TASK STATEMENT. Read the listing below and copy out every line that holds "FlowDesigner".

DATASET ENTRIES.

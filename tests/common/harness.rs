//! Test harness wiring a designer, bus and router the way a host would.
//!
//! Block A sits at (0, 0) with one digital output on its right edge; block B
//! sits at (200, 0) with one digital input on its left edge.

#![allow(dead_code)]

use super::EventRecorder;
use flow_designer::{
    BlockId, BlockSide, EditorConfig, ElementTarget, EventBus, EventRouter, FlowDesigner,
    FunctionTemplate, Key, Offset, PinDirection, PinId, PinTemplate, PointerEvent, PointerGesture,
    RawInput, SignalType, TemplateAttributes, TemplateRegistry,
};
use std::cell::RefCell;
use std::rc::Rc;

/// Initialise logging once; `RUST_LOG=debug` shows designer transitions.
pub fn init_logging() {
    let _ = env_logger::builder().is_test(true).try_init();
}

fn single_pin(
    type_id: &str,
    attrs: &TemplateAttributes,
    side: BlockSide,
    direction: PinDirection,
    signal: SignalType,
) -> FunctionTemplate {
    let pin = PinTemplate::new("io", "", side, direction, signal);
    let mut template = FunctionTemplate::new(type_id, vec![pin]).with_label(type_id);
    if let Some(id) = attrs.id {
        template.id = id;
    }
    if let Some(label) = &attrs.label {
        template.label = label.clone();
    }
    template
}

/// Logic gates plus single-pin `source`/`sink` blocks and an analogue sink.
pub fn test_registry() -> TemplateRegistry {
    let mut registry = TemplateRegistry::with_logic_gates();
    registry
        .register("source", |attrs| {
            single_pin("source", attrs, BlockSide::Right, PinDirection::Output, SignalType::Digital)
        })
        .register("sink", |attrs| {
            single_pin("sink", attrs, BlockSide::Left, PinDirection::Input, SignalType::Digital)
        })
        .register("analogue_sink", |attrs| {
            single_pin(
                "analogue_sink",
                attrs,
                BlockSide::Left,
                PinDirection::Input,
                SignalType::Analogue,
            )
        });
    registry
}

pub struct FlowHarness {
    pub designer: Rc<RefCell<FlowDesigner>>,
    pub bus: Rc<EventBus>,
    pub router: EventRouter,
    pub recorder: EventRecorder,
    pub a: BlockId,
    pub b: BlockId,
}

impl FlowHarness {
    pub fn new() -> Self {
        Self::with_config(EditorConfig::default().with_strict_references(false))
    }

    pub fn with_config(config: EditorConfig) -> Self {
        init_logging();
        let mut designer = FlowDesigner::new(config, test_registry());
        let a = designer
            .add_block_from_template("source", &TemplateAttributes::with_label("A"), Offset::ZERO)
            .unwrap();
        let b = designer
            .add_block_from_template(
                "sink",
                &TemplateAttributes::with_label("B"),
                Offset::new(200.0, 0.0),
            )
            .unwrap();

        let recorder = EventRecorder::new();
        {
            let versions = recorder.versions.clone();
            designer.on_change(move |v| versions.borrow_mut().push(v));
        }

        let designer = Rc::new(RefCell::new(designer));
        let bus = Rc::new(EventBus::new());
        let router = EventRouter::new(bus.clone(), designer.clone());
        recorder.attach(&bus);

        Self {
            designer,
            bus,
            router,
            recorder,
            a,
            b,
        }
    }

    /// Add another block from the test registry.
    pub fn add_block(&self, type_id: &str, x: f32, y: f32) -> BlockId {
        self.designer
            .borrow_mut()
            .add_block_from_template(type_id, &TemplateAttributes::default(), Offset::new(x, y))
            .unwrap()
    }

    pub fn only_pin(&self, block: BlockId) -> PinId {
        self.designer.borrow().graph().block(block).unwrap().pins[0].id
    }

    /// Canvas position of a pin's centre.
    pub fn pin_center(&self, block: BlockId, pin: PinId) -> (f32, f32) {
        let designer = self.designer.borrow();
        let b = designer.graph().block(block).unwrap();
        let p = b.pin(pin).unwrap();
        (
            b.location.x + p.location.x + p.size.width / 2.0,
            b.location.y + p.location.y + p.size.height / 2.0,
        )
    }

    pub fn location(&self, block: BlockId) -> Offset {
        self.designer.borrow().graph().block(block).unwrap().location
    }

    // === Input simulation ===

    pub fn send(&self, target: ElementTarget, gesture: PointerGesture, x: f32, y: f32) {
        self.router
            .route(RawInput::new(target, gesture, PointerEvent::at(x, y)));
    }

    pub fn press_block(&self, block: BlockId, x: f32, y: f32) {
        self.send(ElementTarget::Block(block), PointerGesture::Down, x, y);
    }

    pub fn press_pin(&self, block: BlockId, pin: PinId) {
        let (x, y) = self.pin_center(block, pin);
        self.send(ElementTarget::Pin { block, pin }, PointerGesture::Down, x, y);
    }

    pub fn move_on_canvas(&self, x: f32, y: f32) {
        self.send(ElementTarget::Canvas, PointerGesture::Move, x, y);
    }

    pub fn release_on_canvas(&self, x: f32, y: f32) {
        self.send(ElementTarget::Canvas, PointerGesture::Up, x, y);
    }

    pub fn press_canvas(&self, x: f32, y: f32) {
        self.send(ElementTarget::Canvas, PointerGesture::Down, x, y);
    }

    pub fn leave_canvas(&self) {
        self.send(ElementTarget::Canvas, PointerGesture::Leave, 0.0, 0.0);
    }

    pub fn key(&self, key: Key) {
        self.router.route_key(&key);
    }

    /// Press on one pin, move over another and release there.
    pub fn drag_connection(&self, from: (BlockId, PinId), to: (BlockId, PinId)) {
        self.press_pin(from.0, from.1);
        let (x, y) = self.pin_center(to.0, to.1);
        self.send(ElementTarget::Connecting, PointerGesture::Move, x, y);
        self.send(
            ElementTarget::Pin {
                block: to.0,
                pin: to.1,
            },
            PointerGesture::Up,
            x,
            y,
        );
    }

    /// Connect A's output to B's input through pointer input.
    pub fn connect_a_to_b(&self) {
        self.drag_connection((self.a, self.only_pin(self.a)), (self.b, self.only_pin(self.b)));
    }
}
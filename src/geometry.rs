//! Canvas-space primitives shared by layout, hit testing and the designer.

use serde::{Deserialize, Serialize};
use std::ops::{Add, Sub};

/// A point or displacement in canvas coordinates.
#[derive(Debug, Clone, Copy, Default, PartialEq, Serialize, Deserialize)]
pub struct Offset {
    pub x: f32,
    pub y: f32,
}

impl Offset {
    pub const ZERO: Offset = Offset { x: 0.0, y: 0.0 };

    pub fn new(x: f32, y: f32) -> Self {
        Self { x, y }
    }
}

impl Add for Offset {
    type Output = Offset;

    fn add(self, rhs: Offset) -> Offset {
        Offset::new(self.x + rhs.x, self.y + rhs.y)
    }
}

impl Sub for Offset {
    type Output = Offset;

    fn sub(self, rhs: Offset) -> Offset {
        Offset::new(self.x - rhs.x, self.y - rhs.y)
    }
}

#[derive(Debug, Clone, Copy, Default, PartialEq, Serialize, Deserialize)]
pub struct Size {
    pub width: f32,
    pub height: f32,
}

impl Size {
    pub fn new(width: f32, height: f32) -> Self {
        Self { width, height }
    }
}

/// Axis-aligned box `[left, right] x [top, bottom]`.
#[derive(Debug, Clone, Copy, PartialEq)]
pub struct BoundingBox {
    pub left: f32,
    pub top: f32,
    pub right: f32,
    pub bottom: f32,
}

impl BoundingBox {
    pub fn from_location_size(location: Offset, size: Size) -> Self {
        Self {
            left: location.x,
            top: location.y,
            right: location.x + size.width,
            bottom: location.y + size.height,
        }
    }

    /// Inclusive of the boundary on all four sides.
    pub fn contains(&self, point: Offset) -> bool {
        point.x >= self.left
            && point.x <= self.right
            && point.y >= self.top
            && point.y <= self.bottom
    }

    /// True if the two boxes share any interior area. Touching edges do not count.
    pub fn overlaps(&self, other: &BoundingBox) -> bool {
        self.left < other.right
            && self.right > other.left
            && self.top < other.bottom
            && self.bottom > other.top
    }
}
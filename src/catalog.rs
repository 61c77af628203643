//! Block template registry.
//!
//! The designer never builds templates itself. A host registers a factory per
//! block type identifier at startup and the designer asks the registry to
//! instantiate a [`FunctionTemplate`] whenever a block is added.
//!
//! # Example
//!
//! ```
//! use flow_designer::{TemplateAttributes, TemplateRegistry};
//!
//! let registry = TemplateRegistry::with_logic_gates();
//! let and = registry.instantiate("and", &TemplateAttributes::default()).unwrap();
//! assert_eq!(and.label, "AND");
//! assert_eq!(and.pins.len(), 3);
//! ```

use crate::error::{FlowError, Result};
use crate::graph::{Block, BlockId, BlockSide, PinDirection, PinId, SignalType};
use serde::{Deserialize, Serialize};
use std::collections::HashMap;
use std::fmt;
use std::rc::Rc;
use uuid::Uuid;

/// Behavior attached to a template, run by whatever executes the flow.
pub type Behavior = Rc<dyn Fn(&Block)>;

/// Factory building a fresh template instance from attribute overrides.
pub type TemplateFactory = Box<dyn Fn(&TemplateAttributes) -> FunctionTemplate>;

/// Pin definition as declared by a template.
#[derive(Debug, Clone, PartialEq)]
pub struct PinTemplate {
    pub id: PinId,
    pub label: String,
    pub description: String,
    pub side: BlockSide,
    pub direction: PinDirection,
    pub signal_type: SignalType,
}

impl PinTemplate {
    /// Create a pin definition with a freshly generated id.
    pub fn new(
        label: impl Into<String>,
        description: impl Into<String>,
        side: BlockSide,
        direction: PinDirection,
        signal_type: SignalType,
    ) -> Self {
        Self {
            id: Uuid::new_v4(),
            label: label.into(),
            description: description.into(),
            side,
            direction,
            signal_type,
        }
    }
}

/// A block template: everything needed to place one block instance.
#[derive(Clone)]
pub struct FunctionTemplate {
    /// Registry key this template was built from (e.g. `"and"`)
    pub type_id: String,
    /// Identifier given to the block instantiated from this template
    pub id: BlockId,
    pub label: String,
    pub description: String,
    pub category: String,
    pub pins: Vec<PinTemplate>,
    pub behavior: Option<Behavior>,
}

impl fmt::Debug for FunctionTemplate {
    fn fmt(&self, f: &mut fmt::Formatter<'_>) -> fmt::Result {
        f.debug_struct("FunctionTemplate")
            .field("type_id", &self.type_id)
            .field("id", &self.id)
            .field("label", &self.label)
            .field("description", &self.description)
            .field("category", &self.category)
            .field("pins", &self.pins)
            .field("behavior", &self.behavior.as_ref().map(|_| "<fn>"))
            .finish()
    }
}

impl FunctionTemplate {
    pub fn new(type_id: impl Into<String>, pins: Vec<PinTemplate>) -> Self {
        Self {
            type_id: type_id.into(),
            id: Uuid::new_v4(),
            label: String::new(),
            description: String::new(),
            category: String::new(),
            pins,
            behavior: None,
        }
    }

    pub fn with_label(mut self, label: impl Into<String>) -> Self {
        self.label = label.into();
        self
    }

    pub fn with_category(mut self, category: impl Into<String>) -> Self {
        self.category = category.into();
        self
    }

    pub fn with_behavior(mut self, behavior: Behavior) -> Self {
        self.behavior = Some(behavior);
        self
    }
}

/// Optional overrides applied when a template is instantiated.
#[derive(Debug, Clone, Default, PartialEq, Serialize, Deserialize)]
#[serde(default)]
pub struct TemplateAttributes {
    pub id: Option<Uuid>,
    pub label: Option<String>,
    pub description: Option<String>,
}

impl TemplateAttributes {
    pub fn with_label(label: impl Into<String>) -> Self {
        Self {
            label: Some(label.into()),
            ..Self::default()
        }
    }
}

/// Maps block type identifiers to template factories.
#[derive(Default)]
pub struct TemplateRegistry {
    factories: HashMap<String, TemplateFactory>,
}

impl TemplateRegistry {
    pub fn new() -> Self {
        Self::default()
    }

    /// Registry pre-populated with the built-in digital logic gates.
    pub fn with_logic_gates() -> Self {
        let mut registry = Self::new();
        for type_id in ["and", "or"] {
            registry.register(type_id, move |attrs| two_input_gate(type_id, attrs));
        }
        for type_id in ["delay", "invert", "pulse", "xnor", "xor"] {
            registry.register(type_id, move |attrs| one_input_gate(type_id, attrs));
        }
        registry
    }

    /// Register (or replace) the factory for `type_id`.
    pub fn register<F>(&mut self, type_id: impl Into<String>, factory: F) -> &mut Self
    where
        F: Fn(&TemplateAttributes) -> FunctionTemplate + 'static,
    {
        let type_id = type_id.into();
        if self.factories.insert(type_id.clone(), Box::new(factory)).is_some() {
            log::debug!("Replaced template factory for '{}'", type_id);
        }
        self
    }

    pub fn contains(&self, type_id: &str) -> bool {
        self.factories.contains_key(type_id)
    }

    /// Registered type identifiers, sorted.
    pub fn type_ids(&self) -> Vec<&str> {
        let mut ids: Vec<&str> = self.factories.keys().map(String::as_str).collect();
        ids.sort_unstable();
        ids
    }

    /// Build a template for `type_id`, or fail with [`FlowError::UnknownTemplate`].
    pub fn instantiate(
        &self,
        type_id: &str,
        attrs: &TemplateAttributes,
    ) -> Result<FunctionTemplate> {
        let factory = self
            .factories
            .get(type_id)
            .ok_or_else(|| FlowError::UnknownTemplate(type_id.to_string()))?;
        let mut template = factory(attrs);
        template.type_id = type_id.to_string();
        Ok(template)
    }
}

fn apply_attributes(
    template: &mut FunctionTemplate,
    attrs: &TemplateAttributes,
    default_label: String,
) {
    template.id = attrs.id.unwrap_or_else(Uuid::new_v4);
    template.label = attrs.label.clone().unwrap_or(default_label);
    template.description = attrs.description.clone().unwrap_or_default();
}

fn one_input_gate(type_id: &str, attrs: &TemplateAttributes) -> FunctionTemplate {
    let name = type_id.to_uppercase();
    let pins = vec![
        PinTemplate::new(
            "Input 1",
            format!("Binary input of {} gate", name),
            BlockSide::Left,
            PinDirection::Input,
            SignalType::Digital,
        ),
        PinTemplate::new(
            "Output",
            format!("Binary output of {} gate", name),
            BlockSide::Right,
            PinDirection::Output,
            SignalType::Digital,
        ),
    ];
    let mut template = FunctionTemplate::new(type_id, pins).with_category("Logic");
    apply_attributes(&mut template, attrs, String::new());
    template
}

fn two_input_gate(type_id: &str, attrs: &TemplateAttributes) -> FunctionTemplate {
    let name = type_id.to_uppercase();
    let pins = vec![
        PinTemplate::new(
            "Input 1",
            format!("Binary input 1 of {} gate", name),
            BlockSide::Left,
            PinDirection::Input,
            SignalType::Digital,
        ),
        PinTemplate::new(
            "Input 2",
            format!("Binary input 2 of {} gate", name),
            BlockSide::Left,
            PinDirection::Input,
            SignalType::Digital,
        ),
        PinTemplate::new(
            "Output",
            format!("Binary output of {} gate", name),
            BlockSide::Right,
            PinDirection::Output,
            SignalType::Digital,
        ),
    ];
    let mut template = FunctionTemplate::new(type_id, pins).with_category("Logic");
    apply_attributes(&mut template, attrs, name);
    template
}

EXERCISE SOLUTION.
    BlockId, BlockSide, EditorConfig, ElementTarget, EventBus, EventRouter, FlowDesigner,
    pub designer: Rc<RefCell<FlowDesigner>>,
        let mut designer = FlowDesigner::new(config, test_registry());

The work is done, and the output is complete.